# Need a taxidermist



## ICU2012 (Jan 26, 2019)

Need the best taxidermist in Ga to mount 2 drake cans we killed down in Darien. I live just south of Brunswick, don’t mind diving a few hours to have them done. Casteel mounted some redheads for me a few years ago but I heard he’s not taking any more ducks to do this year. Who’s the BEST y’all know within 3 hours in Ga or north Fl? Thanks in advance


----------



## kevbo3333 (Jan 26, 2019)

I talked to Rodney two days ago, he has no freezer space due to the 440 deer he received. He said he will take more ducks in a few weeks.
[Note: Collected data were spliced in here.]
//! RFC 9728 protected resource metadata

use serde::{Deserialize, Serialize};

use crate::config::GatewayConfig;

/// Only bearer method the gateway accepts
pub const BEARER_METHOD_HEADER: &str = "header";

/// Document served at `/.well-known/oauth-protected-resource`
#[derive(Debug, Clone, PartialEq, Eq, Serialize, Deserialize)]
pub struct ProtectedResourceMetadata {
    /// Resource identifier (the gateway's public base URL)
    pub resource: String,
    /// Authorization servers that issue tokens for this resource
    pub authorization_servers: Vec<String>,
    /// Scopes a token must carry, in the form tokens are checked against
    pub scopes_supported: Vec<String>,
    /// How the bearer token is presented
    pub bearer_methods_supported: Vec<String>,
    /// Human readable resource name
    pub resource_name: String,
}

impl ProtectedResourceMetadata {
    /// Describe the configured gateway
    pub fn from_config(config: &GatewayConfig) -> Self {
        Self {
            resource: config.base_url.clone(),
            authorization_servers: vec![config.authorization_server()],
            scopes_supported: config.verifier.effective_required_scopes().to_strings(),
            bearer_methods_supported: vec![BEARER_METHOD_HEADER.to_string()],
            resource_name: config.resource_name.clone(),
        }
    }
}
//! # graphgate - Tool-Calling Gateway
//!
//! Serves MCP tools over HTTP behind bearer authentication. Inbound tokens
//! are verified by [`graphgate_auth`]; each tool call then reaches Microsoft
//! Graph with either the caller's own token or one obtained through the
//! on-behalf-of exchange.
//!
//! ## Modules
//!
//! - [`cli`] - Flags, environment variables and tracing setup
//! - [`config`] - Validated [`GatewayConfig`] with strategy-dependent defaults
//! - [`server`] - Router, bearer middleware, metadata document and MCP endpoint
//! - [`tools`] - `hello` and `list_junk_emails`
//! - [`downstream`] - Downstream API client and credential selection
//! - [`app`] - Startup and graceful shutdown
//! - [`error`] - Gateway error types

pub mod app;
pub mod cli;
pub mod config;
pub mod downstream;
pub mod error;
pub mod server;
pub mod tools;

pub use app::{build_router, run};
pub use cli::Cli;
pub use config::{DownstreamMode, GatewayConfig};
pub use downstream::{DownstreamClient, DownstreamCredentials};
pub use error::{ConfigError, GatewayError, GatewayResult, UpstreamApiError};
pub use server::{AppState, ProtectedResourceMetadata, router};
pub use tools::{Tool, ToolRunner};
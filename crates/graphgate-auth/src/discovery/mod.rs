//! # Identity Provider Discovery
//!
//! Loads the OpenID Connect discovery document of a tenant once at startup.
//! The document supplies the three values the core needs:
//!
//! - `issuer` - expected `iss` of signature-verified tokens
//! - `jwks_uri` - where signing keys are published
//! - `token_endpoint` - where the on-behalf-of exchange is posted
//!
//! A load failure is fatal; the gateway must not serve requests without it.

mod loader;
mod types;

pub use loader::{DEFAULT_AUTHORITY, DISCOVERY_PATH, MetadataLoader};
pub use types::IdentityMetadata;
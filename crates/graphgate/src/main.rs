//! graphgate entry point

use std::process::ExitCode;

use clap::Parser;

use graphgate::Cli;

#[tokio::main]
async fn main() -> ExitCode {
    let cli = Cli::parse();
    cli.init_tracing();

    match graphgate::run(&cli).await {
        Ok(()) => ExitCode::SUCCESS,
        Err(e) => {
            tracing::error!(error = %e, "Gateway failed");
            eprintln!("Error: {e}");
            ExitCode::from(e.exit_code())
        }
    }
}
//! Gateway router driven end to end with `oneshot`

mod common;

use axum::http::{StatusCode, header};
use pretty_assertions::assert_eq;
use serde_json::{Value, json};

use common::*;
use graphgate::config::PROTECTED_RESOURCE_PATH;
use graphgate::{Cli, GatewayConfig, build_router};
use graphgate_auth::{IdentityMetadata, SharedHttpClient};

#[tokio::test]
async fn test_missing_token_is_challenged() {
    // GIVEN: a gateway
    let graph = MockGraph::start().await;
    let app = pass_through_gateway(&graph);

    // WHEN: calling the tools endpoint without credentials
    let response = send(app, rpc_request(None, tool_call("hello").to_string())).await;

    // THEN: 401 with a challenge naming the metadata document
    assert_eq!(response.status(), StatusCode::UNAUTHORIZED);
    assert_eq!(
        response.headers()[header::WWW_AUTHENTICATE],
        format!(
            "Bearer error=\"invalid_token\", resource_metadata=\"{}\"",
            resource_metadata_url()
        )
        .as_str()
    );
    let body = body_json(response).await;
    assert_eq!(body["error"], "invalid_token");
    assert_eq!(graph.request_count("/me").await, 0);
}

#[tokio::test]
async fn test_rejected_token_is_challenged() {
    let graph = MockGraph::start().await;

    let mut expired = graph_claims();
    expired["exp"] = json!(current_timestamp() - 1);
    let mut missing_scope = graph_claims();
    missing_scope["scp"] = json!("User.Read");
    let mut wrong_audience = graph_claims();
    wrong_audience["aud"] = json!("api://someone-else");

    for claims in [expired, missing_scope, wrong_audience] {
        let token = graph_token(&claims);
        let response = send(
            pass_through_gateway(&graph),
            rpc_request(Some(&token), tool_call("hello").to_string()),
        )
        .await;
        assert_eq!(response.status(), StatusCode::UNAUTHORIZED);
        assert!(response.headers().contains_key(header::WWW_AUTHENTICATE));
    }
    assert_eq!(graph.request_count("/me").await, 0);
}

#[tokio::test]
async fn test_non_bearer_scheme_is_challenged() {
    let graph = MockGraph::start().await;
    let mut request = rpc_request(None, tool_call("hello").to_string());
    request
        .headers_mut()
        .insert(header::AUTHORIZATION, "Basic dXNlcjpwYXNz".parse().unwrap());

    let response = send(pass_through_gateway(&graph), request).await;
    assert_eq!(response.status(), StatusCode::UNAUTHORIZED);
}

#[tokio::test]
async fn test_metadata_and_health_are_public() {
    let graph = MockGraph::start().await;

    let response = send(pass_through_gateway(&graph), get_request(PROTECTED_RESOURCE_PATH)).await;
    assert_eq!(response.status(), StatusCode::OK);
    assert_eq!(
        body_json(response).await,
        json!({
            "resource": BASE_URL,
            "authorization_servers": ["https://login.microsoftonline.com/contoso/v2.0"],
            "scopes_supported": ["Mail.Read", "User.Read"],
            "bearer_methods_supported": ["header"],
            "resource_name": "graphgate"
        })
    );

    let response = send(pass_through_gateway(&graph), get_request("/healthz")).await;
    assert_eq!(response.status(), StatusCode::OK);
    assert_eq!(body_bytes(response).await, b"ok");
}

#[tokio::test]
async fn test_initialize_and_list_tools() {
    let graph = MockGraph::start().await;
    let token = valid_token();

    let response = call(pass_through_gateway(&graph), &token, initialize("2025-06-18")).await;
    assert_eq!(response["id"], "init");
    assert_eq!(response["result"]["protocolVersion"], "2025-06-18");
    assert_eq!(response["result"]["serverInfo"]["name"], "graphgate");
    assert!(response["result"]["capabilities"]["tools"].is_object());

    let response = call(
        pass_through_gateway(&graph),
        &token,
        json!({"jsonrpc": "2.0", "id": 2, "method": "tools/list"}),
    )
    .await;
    let names: Vec<&str> = response["result"]["tools"]
        .as_array()
        .unwrap()
        .iter()
        .map(|tool| tool["name"].as_str().unwrap())
        .collect();
    assert_eq!(names, vec!["hello", "list_junk_emails"]);

    let response = call(
        pass_through_gateway(&graph),
        &token,
        json!({"jsonrpc": "2.0", "id": 3, "method": "ping"}),
    )
    .await;
    assert_eq!(response["result"], json!({}));
}

#[tokio::test]
async fn test_initialize_negotiates_protocol_version() {
    // GIVEN: a gateway and a client speaking an older revision
    let graph = MockGraph::start().await;
    let token = valid_token();

    // WHEN: initializing with 2024-11-05
    let response = call(pass_through_gateway(&graph), &token, initialize("2024-11-05")).await;

    // THEN: the client's revision is kept
    assert_eq!(response["result"]["protocolVersion"], "2024-11-05");

    // AND: an unknown revision is answered with the latest one
    let response = call(pass_through_gateway(&graph), &token, initialize("1999-01-01")).await;
    assert_eq!(
        response["result"]["protocolVersion"],
        graphgate::server::mcp::LATEST_PROTOCOL_VERSION
    );
}

#[tokio::test]
async fn test_initialize_requires_client_info() {
    let graph = MockGraph::start().await;

    let response = call(
        pass_through_gateway(&graph),
        &valid_token(),
        json!({"jsonrpc": "2.0", "id": 1, "method": "initialize", "params": {}}),
    )
    .await;

    assert_eq!(response["error"]["code"], -32602);
    assert!(response.get("result").is_none());
}

#[tokio::test]
async fn test_hello_passes_token_through() {
    // GIVEN: Graph answering only for the caller's own token
    let graph = MockGraph::start().await;
    let token = valid_token();
    graph.mock_profile(&token, "Adele Vance").await;

    // WHEN: calling hello in pass-through mode
    let response = call(pass_through_gateway(&graph), &token, tool_call("hello")).await;

    // THEN: the profile name is greeted
    assert!(response["result"].get("isError").is_none());
    assert_eq!(result_text(&response), "Hello, Adele Vance!");
    assert_eq!(graph.request_count("/me").await, 1);
}

#[tokio::test]
async fn test_list_junk_emails() {
    let graph = MockGraph::start().await;
    graph
        .mock_junk_emails(json!([
            {
                "subject": "Claim your prize",
                "from": {"emailAddress": {"name": "Prize Desk", "address": "prize@spam.example"}},
                "receivedDateTime": "2024-05-01T10:00:00Z"
            },
            {
                "subject": "Cheap watches",
                "from": {"emailAddress": {"address": "watches@spam.example"}},
                "receivedDateTime": "2024-05-02T08:15:00Z"
            }
        ]))
        .await;

    let response = call(
        pass_through_gateway(&graph),
        &valid_token(),
        tool_call("list_junk_emails"),
    )
    .await;

    assert_eq!(
        result_text(&response),
        "- Claim your prize (from: prize@spam.example, 2024-05-01T10:00:00Z)\n\
         - Cheap watches (from: watches@spam.example, 2024-05-02T08:15:00Z)"
    );

    let requests = graph.server.received_requests().await.unwrap();
    let query = requests[0].url.query().unwrap_or_default().to_string();
    assert!(query.contains("top=5"));
}

#[tokio::test]
async fn test_empty_junk_folder() {
    let graph = MockGraph::start().await;
    graph.mock_junk_emails(json!([])).await;

    let response = call(
        pass_through_gateway(&graph),
        &valid_token(),
        tool_call("list_junk_emails"),
    )
    .await;
    assert_eq!(result_text(&response), "No junk emails found.");
}

#[tokio::test]
async fn test_downstream_failure_is_tool_error() {
    // GIVEN: Graph failing
    let graph = MockGraph::start().await;
    graph.mock_status("/me", 503).await;

    // WHEN: calling hello
    let response = call(pass_through_gateway(&graph), &valid_token(), tool_call("hello")).await;

    // THEN: the JSON-RPC call succeeds with an error result, not retried
    assert_eq!(response["result"]["isError"], true);
    assert_eq!(result_text(&response), "downstream API returned status 503");
    assert_eq!(graph.request_count("/me").await, 1);
}

#[tokio::test]
async fn test_on_behalf_of_uses_exchanged_token() {
    // GIVEN: a token endpoint issuing a downstream token
    let graph = MockGraph::start().await;
    graph.mock_token_success("exchanged-graph-token").await;
    graph.mock_profile("exchanged-graph-token", "Adele Vance").await;
    let http = SharedHttpClient::default();
    let app = gateway(&graph, graph.on_behalf_of(http.clone()), http);

    // WHEN: calling hello
    let response = call(app, &valid_token(), tool_call("hello")).await;

    // THEN: Graph was called with the exchanged token
    assert_eq!(result_text(&response), "Hello, Adele Vance!");
    assert_eq!(graph.request_count(TOKEN_PATH).await, 1);
    assert_eq!(graph.request_count("/me").await, 1);
}

#[tokio::test]
async fn test_on_behalf_of_failure_is_tool_error() {
    // GIVEN: a token endpoint refusing the assertion
    let graph = MockGraph::start().await;
    graph
        .mock_token_error("invalid_grant", "AADSTS50013: Assertion failed signature validation.")
        .await;
    let http = SharedHttpClient::default();
    let app = gateway(&graph, graph.on_behalf_of(http.clone()), http);

    // WHEN: calling hello
    let response = call(app, &valid_token(), tool_call("hello")).await;

    // THEN: the provider's code and description reach the caller; Graph is never called
    assert_eq!(response["result"]["isError"], true);
    assert_eq!(
        result_text(&response),
        "on-behalf-of exchange failed: invalid_grant: AADSTS50013: Assertion failed signature validation."
    );
    assert_eq!(graph.request_count("/me").await, 0);
}

#[tokio::test]
async fn test_protocol_errors() {
    let graph = MockGraph::start().await;
    let token = valid_token();

    let response = call(
        pass_through_gateway(&graph),
        &token,
        json!({"jsonrpc": "2.0", "id": 4, "method": "completion/complete"}),
    )
    .await;
    assert_eq!(response["error"]["code"], -32601);
    assert_eq!(response["id"], 4);

    let response = call(
        pass_through_gateway(&graph),
        &token,
        json!({"jsonrpc": "2.0", "id": 5, "method": "tools/call", "params": {"name": "rm_rf"}}),
    )
    .await;
    assert_eq!(response["error"]["code"], -32001);

    let response = call(
        pass_through_gateway(&graph),
        &token,
        json!({"jsonrpc": "2.0", "id": 6}),
    )
    .await;
    assert_eq!(response["error"]["code"], -32600);
    assert_eq!(response["id"], 6);

    let response = call(
        pass_through_gateway(&graph),
        &token,
        json!({"jsonrpc": "1.0", "id": 7, "method": "ping"}),
    )
    .await;
    assert_eq!(response["error"]["code"], -32600);

    let response = send(
        pass_through_gateway(&graph),
        rpc_request(Some(&token), "{not json"),
    )
    .await;
    assert_eq!(response.status(), StatusCode::OK);
    let body = body_json(response).await;
    assert_eq!(body["error"]["code"], -32700);
    assert_eq!(body["id"], Value::Null);
}

#[tokio::test]
async fn test_unexpected_tool_arguments_are_rejected() {
    // GIVEN: Graph ready to answer
    let graph = MockGraph::start().await;
    let token = valid_token();
    graph.mock_profile(&token, "Adele Vance").await;

    // WHEN: calling hello with an argument its schema does not declare
    let mut message = tool_call("hello");
    message["params"]["arguments"] = json!({"bogus": 1});
    let response = call(pass_through_gateway(&graph), &token, message).await;

    // THEN: invalid params, and Graph is never called
    assert_eq!(response["error"]["code"], -32602);
    assert!(
        response["error"]["message"]
            .as_str()
            .unwrap()
            .contains("bogus")
    );
    assert_eq!(graph.request_count("/me").await, 0);

    // AND: the tool still runs without arguments
    let mut message = tool_call("hello");
    message["params"].as_object_mut().unwrap().remove("arguments");
    let response = call(pass_through_gateway(&graph), &token, message).await;
    assert_eq!(result_text(&response), "Hello, Adele Vance!");
}

#[tokio::test]
async fn test_notification_is_accepted_without_body() {
    let graph = MockGraph::start().await;
    let message = json!({"jsonrpc": "2.0", "method": "notifications/initialized"});

    let response = send(
        pass_through_gateway(&graph),
        rpc_request(Some(&valid_token()), message.to_string()),
    )
    .await;

    assert_eq!(response.status(), StatusCode::ACCEPTED);
    assert!(body_bytes(response).await.is_empty());
}

#[tokio::test]
async fn test_router_from_configuration() {
    // GIVEN: claims-only pass-through settings pointing at the mock Graph
    let graph = MockGraph::start().await;
    let token = valid_token();
    graph.mock_profile(&token, "Adele Vance").await;

    let cli = Cli::try_parse_args_only([
        "graphgate",
        "--tenant-id",
        TENANT,
        "--verification",
        "claims-only",
        "--allow-unverified-signatures",
        "--base-url",
        BASE_URL,
        "--downstream-base-url",
        graph.uri().as_str(),
    ])
    .unwrap();
    let config = GatewayConfig::from_cli(&cli).unwrap();
    let metadata: IdentityMetadata = serde_json::from_value(json!({
        "issuer": format!("https://login.microsoftonline.com/{TENANT}/v2.0"),
        "jwks_uri": format!("https://login.microsoftonline.com/{TENANT}/discovery/v2.0/keys"),
        "token_endpoint": format!("https://login.microsoftonline.com/{TENANT}/oauth2/v2.0/token"),
    }))
    .unwrap();

    // WHEN: building the router the binary serves
    let app = build_router(&config, &metadata, &SharedHttpClient::default()).unwrap();

    // THEN: a Graph-audience token reaches the tool
    let response = call(app, &token, tool_call("hello")).await;
    assert_eq!(result_text(&response), "Hello, Adele Vance!");
}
He is the only one I would take birds to in Ga, dude does phenomenal work.


----------



## Down4Count (Jan 28, 2019)

Critters and more taxidermy in Hinesville, Ga. I have a few ducks, deer and fish done by him. Great work and fast turn around times.


----------



## Hammockben1 (Jan 28, 2019)

I have a guy that lives in Macon if that isn't to far of a drive


----------



## kevbo3333 (Jan 28, 2019)

Hammockben1 said:


> I have a guy that lives in Macon if that isn't to far of a drive


Who do you use in Macon?


----------



## Deerhead (Jan 28, 2019)

Rodney Casteel 229 Klopler Rd Bolingbroke (Macon) GA 476/994-0955 He's doing a deer for me right now.  He does great work with birds.


----------



## Hammockben1 (Jan 28, 2019)

It's a guy named travis he has done most of my birds he does really good work but there's either him or Jerry Mosley that i use


----------



## Hammockben1 (Jan 28, 2019)

kevbo3333 said:


> Who do you use in Macon?


Travis 478-731-0319


----------



## COYOTE X (Jan 28, 2019)

South Georgia Taxidermy - Nathan Padgett - Telfair County/Jacksonville Ga.
Good man, does great work. 
COYOTE X


----------



## RootConservative (Jan 28, 2019)

COYOTE X said:


> South Georgia Taxidermy - Nathan Padgett - Telfair County/Jacksonville Ga.
> Good man, does great work.
> COYOTE X



Great processor too.  Here's his number: (229) 860-1102


----------



## mattuga (Jan 28, 2019)

kevbo3333 said:


> I talked to Rodney two days ago, he has no freezer space due to the 440 deer he received. He said he will take more ducks in a few weeks. He is the only one I would take birds to in Ga, dude does phenomenal work.



Another vote for Rodney.  There are a few others in GA I've seen that do exceptional work.


----------



## jakebuddy (Jan 29, 2019)

Mike Allen in Vidalia


----------



## Joe Overby (Jan 29, 2019)

Dana Stanford. Hes not only one of the best in Ga...hes one of the best in the world. He is the curator for Fernbank in Atlanta...the natural history museum. He only does birds.


----------



## killerv (Feb 12, 2019)

Rodney, don't have to get it to him now, it will be after turkey season before he starts on them anyway.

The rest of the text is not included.